Saturday, June 16, 2012

SSH bookmarklet

When developing server software for a company, you might be troubleshooting an issue on a development server other than your own and you want to login to that server. Specifically I'm talking about when you are looking at say a QA person's issue in a web browser and you want to login to their box and see what's wrong.

I found out recently that my MacBook has the ssh protocol registerred already where if you click on a link with this scheme: ssh://user@host.name, then that executes ssh user@host.name. I wanted to figure out a way to utilize this in a bookmarklet. I also wanted it to be easy enough such that you could enter a different username, like root or the QA person's username if you have certain access restrictions on that server.

Here is my attempt to create that bookmarklet. Just drag it to your browser's toolbar:

Run SSH

Here is my breakdown of what happens:
// prompt for a user to ssh as, save that in the window for next time
window.sshuser = prompt('Login to ' + window.location.hostname + ' as', window.sshuser || '');

// construct the user@ string
user = (window.sshuser ? window.sshuser + '@' : '');

// construct the url and execute it
window.location = 'ssh://' + user + window.location.hostname


This works great, but I really want to figure out how to make multiple programs that register the ssh:// protocol for any operating system or browser. Something like this link explains: http://kb.mozillazine.org/Register_protocol

Windows is pretty easy to create a batch script that adds registry keys for an ssh protocol to run putty (or even cygwin ssh). I would like to know how to do the same on Ubuntu (or any Linux). I'm pretty stoked that the Macbook already has it. I don't know if its related to me installing mac developer tools, but I'm pretty satisfied.

Anyway, Hope this bookmarklet helps!

Weird jQuery bug

My software was recently upgraded from jQuery 1.5.2 to 1.7.2.

Luckily we had a bunch of automated tests for our ui code and we found a lot of issues with our code that toggles checkboxes or the disabled state of a tag.  Previously you could say
$('#my_checkbox').attr('checked', 'checked'); // check the checkbox
$('#my_checkbox').attr('checked', ''); // uncheck the checkbox

$('#my_input').attr('disabled', 'disabled'); // disable the input
$('#my_input').attr('disabled', ''); // enable the input
We had code all over the place that did this. But when we used empty string, attr didn't enable or uncheck the elements.

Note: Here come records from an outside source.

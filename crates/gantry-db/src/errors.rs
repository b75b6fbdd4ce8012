//! Error types for the database layer.
//!
//! [`DbError`] is returned by every operation. Retry decisions never match on
//! variants directly; they go through [`DbError::class`] / [`is_transient`],
//! which map backend error codes onto the small [`ErrorClass`] taxonomy.

use thiserror::Error;

/// Errors that can occur in the database layer.
#[derive(Debug, Error)]
pub enum DbError {
    /// `SQLite` backend error.
    #[error("sqlite error: {0}")]
    Sqlite(#[from] rusqlite::Error),

    /// `PostgreSQL` backend error.
    #[cfg(feature = "postgres")]
    #[error("postgres error: {0}")]
    Postgres(#[from] postgres::Error),

    /// The backend could not be reached or opened.
    #[error("database unavailable: {0}")]
    Unavailable(String),

    /// Invalid or missing configuration (e.g. unknown backend selector).
    #[error("configuration error: {0}")]
    Configuration(String),

    /// The call itself was wrong, e.g. `insert` with a non-INSERT statement.
    #[error("malformed call: {0}")]
    MalformedCall(String),

    /// A query builder state that cannot be rendered.
    #[error("invalid query: {0}")]
    InvalidQuery(String),

    /// A row was asked for a column the result set does not have.
    #[error("column not found: {0}")]
    ColumnNotFound(String),

    /// A column value could not be coerced to the requested type.
    #[error("type mismatch for column {column}: expected {expected}, found {found}")]
    TypeMismatch {
        /// Column name as requested.
        column: String,
        /// Requested type.
        expected: &'static str,
        /// Stored value kind.
        found: &'static str,
    },

    /// `first()` on an empty collection.
    #[error("result set is empty")]
    EmptyResult,

    /// Schema migration failed.
    #[error("migration error: {message}")]
    Migration {
        /// Describes which migration failed and why.
        message: String,
    },

    /// A batch failed and was rolled back.
    #[error("batch {id} rolled back: {source}")]
    Batch {
        /// Batch identifier.
        id: u64,
        /// What made the batch fail.
        #[source]
        source: Box<DbError>,
    },

    /// A statement failed inside the open transaction, so the server
    /// discarded it. The transaction was rolled back instead of committed.
    #[error("transaction aborted by an earlier failed statement and rolled back")]
    TransactionAborted,

    /// The backend returned a column type this layer does not map.
    #[error("unsupported column type: {0}")]
    UnsupportedType(String),
}

/// Convenience type alias for database results.
pub type Result<T> = std::result::Result<T, DbError>;

/// Coarse classification driving retry/propagation decisions.
#[derive(Clone, Copy, Debug, PartialEq, Eq)]
pub enum ErrorClass {
    /// Rollback/deadlock/busy class, expected to succeed shortly after.
    Transient,
    /// The backend gave up on the statement (statement timeout, interrupt).
    Timeout,
    /// Programmer error in how the layer was called.
    MalformedCall,
    /// Configuration or availability problem.
    Configuration,
    /// A batch that was rolled back.
    Batch,
    /// Any other SQL or data error.
    Sql,
}

impl DbError {
    /// Classify this error.
    pub fn class(&self) -> ErrorClass {
        match self {
            Self::Sqlite(e) => classify_sqlite(e),
            #[cfg(feature = "postgres")]
            Self::Postgres(e) => classify_postgres(e),
            Self::Unavailable(_) | Self::Configuration(_) => ErrorClass::Configuration,
            Self::MalformedCall(_) | Self::InvalidQuery(_) => ErrorClass::MalformedCall,
            Self::Batch { .. } => ErrorClass::Batch,
            Self::ColumnNotFound(_)
            | Self::TypeMismatch { .. }
            | Self::EmptyResult
            | Self::Migration { .. }
            | Self::TransactionAborted
            | Self::UnsupportedType(_) => ErrorClass::Sql,
        }
    }

    pub(crate) fn migration(message: impl Into<String>) -> Self {
        Self::Migration {
            message: message.into(),
        }
    }
}

/// Whether an error belongs to the transient class that the engine retries.
pub fn is_transient(err: &DbError) -> bool {
    err.class() == ErrorClass::Transient
}

fn classify_sqlite(err: &rusqlite::Error) -> ErrorClass {
    use rusqlite::ErrorCode;

    match err.sqlite_error_code() {
        Some(ErrorCode::DatabaseBusy | ErrorCode::DatabaseLocked) => ErrorClass::Transient,
        Some(ErrorCode::OperationInterrupted) => ErrorClass::Timeout,
        _ => ErrorClass::Sql,
    }
}

#[cfg(feature = "postgres")]
fn classify_postgres(err: &postgres::Error) -> ErrorClass {
    use postgres::error::SqlState;

    match err.code() {
        Some(code)
            if *code == SqlState::T_R_SERIALIZATION_FAILURE
                || *code == SqlState::T_R_DEADLOCK_DETECTED =>
        {
            ErrorClass::Transient
        }
        Some(code) if *code == SqlState::QUERY_CANCELED => ErrorClass::Timeout,
        _ if err.is_closed() => ErrorClass::Configuration,
        _ => ErrorClass::Sql,
    }
}

// ─────────────────────────────────────────────────────────────────────────────
// Tests
// ─────────────────────────────────────────────────────────────────────────────

#[cfg(test)]
pub(crate) mod tests {
    use super::*;

    /// A `SQLITE_BUSY` failure, the transient class on the embedded engine.
    pub(crate) fn busy() -> DbError {
        DbError::Sqlite(rusqlite::Error::SqliteFailure(
            rusqlite::ffi::Error::new(rusqlite::ffi::SQLITE_BUSY),
            Some("database is locked".to_string()),
        ))
    }

    #[test]
    fn busy_is_transient() {
        assert!(is_transient(&busy()));
        assert_eq!(busy().class(), ErrorClass::Transient);
    }

    #[test]
    fn locked_is_transient() {
        let err = DbError::Sqlite(rusqlite::Error::SqliteFailure(
            rusqlite::ffi::Error::new(rusqlite::ffi::SQLITE_LOCKED),
            None,
        ));
        assert!(is_transient(&err));
    }

    #[test]
    fn interrupt_is_timeout_not_transient() {
        let err = DbError::Sqlite(rusqlite::Error::SqliteFailure(
            rusqlite::ffi::Error::new(rusqlite::ffi::SQLITE_INTERRUPT),
            None,
        ));
        assert_eq!(err.class(), ErrorClass::Timeout);
        assert!(!is_transient(&err));
    }

    #[test]
    fn constraint_violation_is_sql() {
        let err = DbError::Sqlite(rusqlite::Error::SqliteFailure(
            rusqlite::ffi::Error::new(rusqlite::ffi::SQLITE_CONSTRAINT),
            Some("UNIQUE constraint failed".to_string()),
        ));
        assert_eq!(err.class(), ErrorClass::Sql);
    }

    #[test]
    fn malformed_call_is_never_transient() {
        let err = DbError::MalformedCall("insert called with UPDATE".into());
        assert_eq!(err.class(), ErrorClass::MalformedCall);
        assert!(!is_transient(&err));
    }

    #[test]
    fn batch_wrapping_a_transient_error_is_not_transient() {
        let err = DbError::Batch {
            id: 3,
            source: Box::new(busy()),
        };
        assert_eq!(err.class(), ErrorClass::Batch);
        assert!(!is_transient(&err));
        assert!(err.to_string().starts_with("batch 3 rolled back"));
    }

    #[test]
    fn migration_error_display() {
        let err = DbError::migration("create_users failed: table exists");
        assert_eq!(
            err.to_string(),
            "migration error: create_users failed: table exists"
        );
    }

    #[test]
    fn from_rusqlite_error() {
        let err: DbError = rusqlite::Error::QueryReturnedNoRows.into();
        assert!(matches!(err, DbError::Sqlite(_)));
        assert_eq!(err.class(), ErrorClass::Sql);
    }

    #[test]
    fn unavailable_is_configuration_class() {
        let err = DbError::Unavailable("connection refused".into());
        assert_eq!(err.class(), ErrorClass::Configuration);
    }
}
//! Table definitions.

use crate::dialect::{Backend, ColumnType};
use crate::errors::{DbError, Result};

/// One column of a [`Blueprint`].
#[derive(Clone, Debug, PartialEq, Eq)]
pub struct ColumnDef {
    name: String,
    ty: ColumnType,
    nullable: bool,
    default: Option<String>,
    unique: bool,
}

impl ColumnDef {
    fn new(name: &str, ty: ColumnType) -> Self {
        Self {
            name: name.to_string(),
            ty,
            nullable: false,
            default: None,
            unique: false,
        }
    }

    /// Allow NULL. Columns are `NOT NULL` unless marked.
    pub fn nullable(&mut self) -> &mut Self {
        self.nullable = true;
        self
    }

    /// Raw SQL default such as `0`, `'none'` or `CURRENT_TIMESTAMP`.
    pub fn default_raw(&mut self, expr: impl Into<String>) -> &mut Self {
        self.default = Some(expr.into());
        self
    }

    /// Add a UNIQUE constraint.
    pub fn unique(&mut self) -> &mut Self {
        self.unique = true;
        self
    }

    /// Column name.
    pub fn name(&self) -> &str {
        &self.name
    }

    /// Column type.
    pub fn column_type(&self) -> ColumnType {
        self.ty
    }

    /// Column definition as it appears in `CREATE TABLE` / `ADD COLUMN`.
    pub fn sql(&self, backend: Backend) -> Result<String> {
        let mut sql = format!(
            "{} {}",
            backend.quote_ident(&self.name)?,
            backend.column_type_sql(self.ty)
        );
        if self.ty != ColumnType::Increments {
            sql.push_str(if self.nullable { " NULL" } else { " NOT NULL" });
        }
        if let Some(default) = &self.default {
            sql.push_str(" DEFAULT ");
            sql.push_str(default);
        }
        if self.unique {
            sql.push_str(" UNIQUE");
        }
        Ok(sql)
    }
}

/// Column list for a table being created or altered.
#[derive(Clone, Debug, PartialEq, Eq)]
pub struct Blueprint {
    table: String,
    columns: Vec<ColumnDef>,
}

impl Blueprint {
    /// Empty definition for `table`.
    pub fn new(table: &str) -> Self {
        Self {
            table: table.to_string(),
            columns: Vec::new(),
        }
    }

    fn column(&mut self, name: &str, ty: ColumnType) -> &mut ColumnDef {
        self.columns.push(ColumnDef::new(name, ty));
        let last = self.columns.len() - 1;
        &mut self.columns[last]
    }

    /// Auto-incrementing integer primary key.
    pub fn increments(&mut self, name: &str) -> &mut ColumnDef {
        self.column(name, ColumnType::Increments)
    }

    /// `VARCHAR(len)`.
    pub fn string(&mut self, name: &str, len: u32) -> &mut ColumnDef {
        self.column(name, ColumnType::String(len))
    }

    /// Unbounded text.
    pub fn text(&mut self, name: &str) -> &mut ColumnDef {
        self.column(name, ColumnType::Text)
    }

    /// 32-bit integer.
    pub fn integer(&mut self, name: &str) -> &mut ColumnDef {
        self.column(name, ColumnType::Integer)
    }

    /// 64-bit integer.
    pub fn long(&mut self, name: &str) -> &mut ColumnDef {
        self.column(name, ColumnType::Long)
    }

    /// Boolean.
    pub fn boolean(&mut self, name: &str) -> &mut ColumnDef {
        self.column(name, ColumnType::Boolean)
    }

    /// Double precision float.
    pub fn double(&mut self, name: &str) -> &mut ColumnDef {
        self.column(name, ColumnType::Double)
    }

    /// Timestamp.
    pub fn timestamp(&mut self, name: &str) -> &mut ColumnDef {
        self.column(name, ColumnType::Timestamp)
    }

    /// Nullable `created_at` and `updated_at` timestamps.
    pub fn timestamps(&mut self) {
        let _ = self.timestamp("created_at").nullable();
        let _ = self.timestamp("updated_at").nullable();
    }

    /// Table name.
    pub fn table(&self) -> &str {
        &self.table
    }

    /// Declared columns, in order.
    pub fn columns(&self) -> &[ColumnDef] {
        &self.columns
    }

    /// `CREATE TABLE` statement.
    pub fn create_sql(&self, backend: Backend, if_not_exists: bool) -> Result<String> {
        if self.columns.is_empty() {
            return Err(DbError::InvalidQuery(format!(
                "table {} has no columns",
                self.table
            )));
        }
        let columns = self
            .columns
            .iter()
            .map(|c| c.sql(backend))
            .collect::<Result<Vec<_>>>()?;
        Ok(format!(
            "CREATE TABLE {}{} ({})",
            if if_not_exists { "IF NOT EXISTS " } else { "" },
            backend.quote_ident(&self.table)?,
            columns.join(", ")
        ))
    }
}

#[cfg(test)]
mod tests {
    use super::*;

    fn guilds() -> Blueprint {
        let mut t = Blueprint::new("guilds");
        let _ = t.increments("id");
        let _ = t.long("guild_id").unique();
        let _ = t.string("name", 255);
        let _ = t.boolean("partner").default_raw("0");
        let _ = t.text("settings").nullable();
        t.timestamps();
        t
    }

    #[test]
    fn sqlite_create() {
        assert_eq!(
            guilds().create_sql(Backend::Sqlite, true).unwrap(),
            "CREATE TABLE IF NOT EXISTS \"guilds\" (\
             \"id\" INTEGER PRIMARY KEY AUTOINCREMENT, \
             \"guild_id\" BIGINT NOT NULL UNIQUE, \
             \"name\" VARCHAR(255) NOT NULL, \
             \"partner\" BOOLEAN NOT NULL DEFAULT 0, \
             \"settings\" TEXT NULL, \
             \"created_at\" TIMESTAMP NULL, \
             \"updated_at\" TIMESTAMP NULL)"
        );
    }

    #[test]
    fn postgres_create_uses_bigserial() {
        let sql = guilds().create_sql(Backend::Postgres, false).unwrap();
        assert!(sql.starts_with("CREATE TABLE \"guilds\" (\"id\" BIGSERIAL PRIMARY KEY, "));
    }

    #[test]
    fn empty_blueprint_is_rejected() {
        assert!(Blueprint::new("t").create_sql(Backend::Sqlite, false).is_err());
    }

    #[test]
    fn timestamps_adds_two_nullable_columns() {
        let mut t = Blueprint::new("t");
        t.timestamps();
        let names: Vec<&str> = t.columns().iter().map(ColumnDef::name).collect();
        assert_eq!(names, vec!["created_at", "updated_at"]);
        assert_eq!(t.columns()[0].column_type(), ColumnType::Timestamp);
    }
}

The fixes we found were to either use a boolean value instead of a string, or you could use the removeAttr function:
$('#my_checkbox').attr('checked', true); // check the checkbox
$('#my_checkbox').attr('checked', false); // uncheck the checkbox
$('#my_checkbox').removeAttr('checked'); // alternative to uncheck the checkbox

$('#my_input').attr('disabled', true); // disable the input
$('#my_input').attr('disabled', false); // enable the input
$('#my_input').removeAttr('disabled'); // alternative to enable the input
We needed to figure out the best way to change our code with little impact and it looked like using removeAttr would cause more code since you would have to litter your code with if/else statements to figure out whether to use the attr or the removeAttr case.

So because of this we tried to enforce using booleans. But you could run into issues where you didn't know the type of the second parameter to attr.
var checked = $('#my_checkbox').attr('checked'); // get the checkbox state:
//   'checked' or ''
//...
$('#other_checkbox').attr('checked', checked); // set another checkbox to the same state
// same thing appplies to disabled
I did some digging and found that jQuery 1.6.2 had a fix to change attr('checked') to return the actual html value of checked instead of a boolean value:
<input id="my_checkbox" type="checkbox" checked="checked" />
...
var checkState = $('#my_checkbox').attr('checked'); // returns 'checked' as of jQuery 1.6.2 instead of true.  When it is unchecked, you get undefined returned.
// See this link for a list of more quirks: 
//     http://blog.jquery.com/2011/06/30/jquery-162-released/#comment-526605
So, to remedy this, we decided to always ensure you pass a boolean to the attr function for disabled or checked. Don't use empty string to uncheck or enable your element. If you still want to rely on the return string of the attr function, you can booleanize it like this:

var check_state = $('#my_checkbox').attr('checked'); // get the checkbox state:
//    'checked' or undefined
//...
$('#other_checkbox').attr('checked', !!check_state); // set another checkbox to the same state using a boolean
// !!undefined yields false, 
// !!'checked' yields true
// same thing applies to disabled
Now you know, and knowing is half the battle.

<rant>
I have to say that I'm pretty unimpressed with jQuery since no one caught this.  Changing apis that are so important, like attr, is bad mojo and will cause many developers to curse your name late at night as they debug these unexpected api upgrade bugs.  jQuery is supposed to be so awesome because it is easy going and does what you expect.  This is a step backwards for all of us.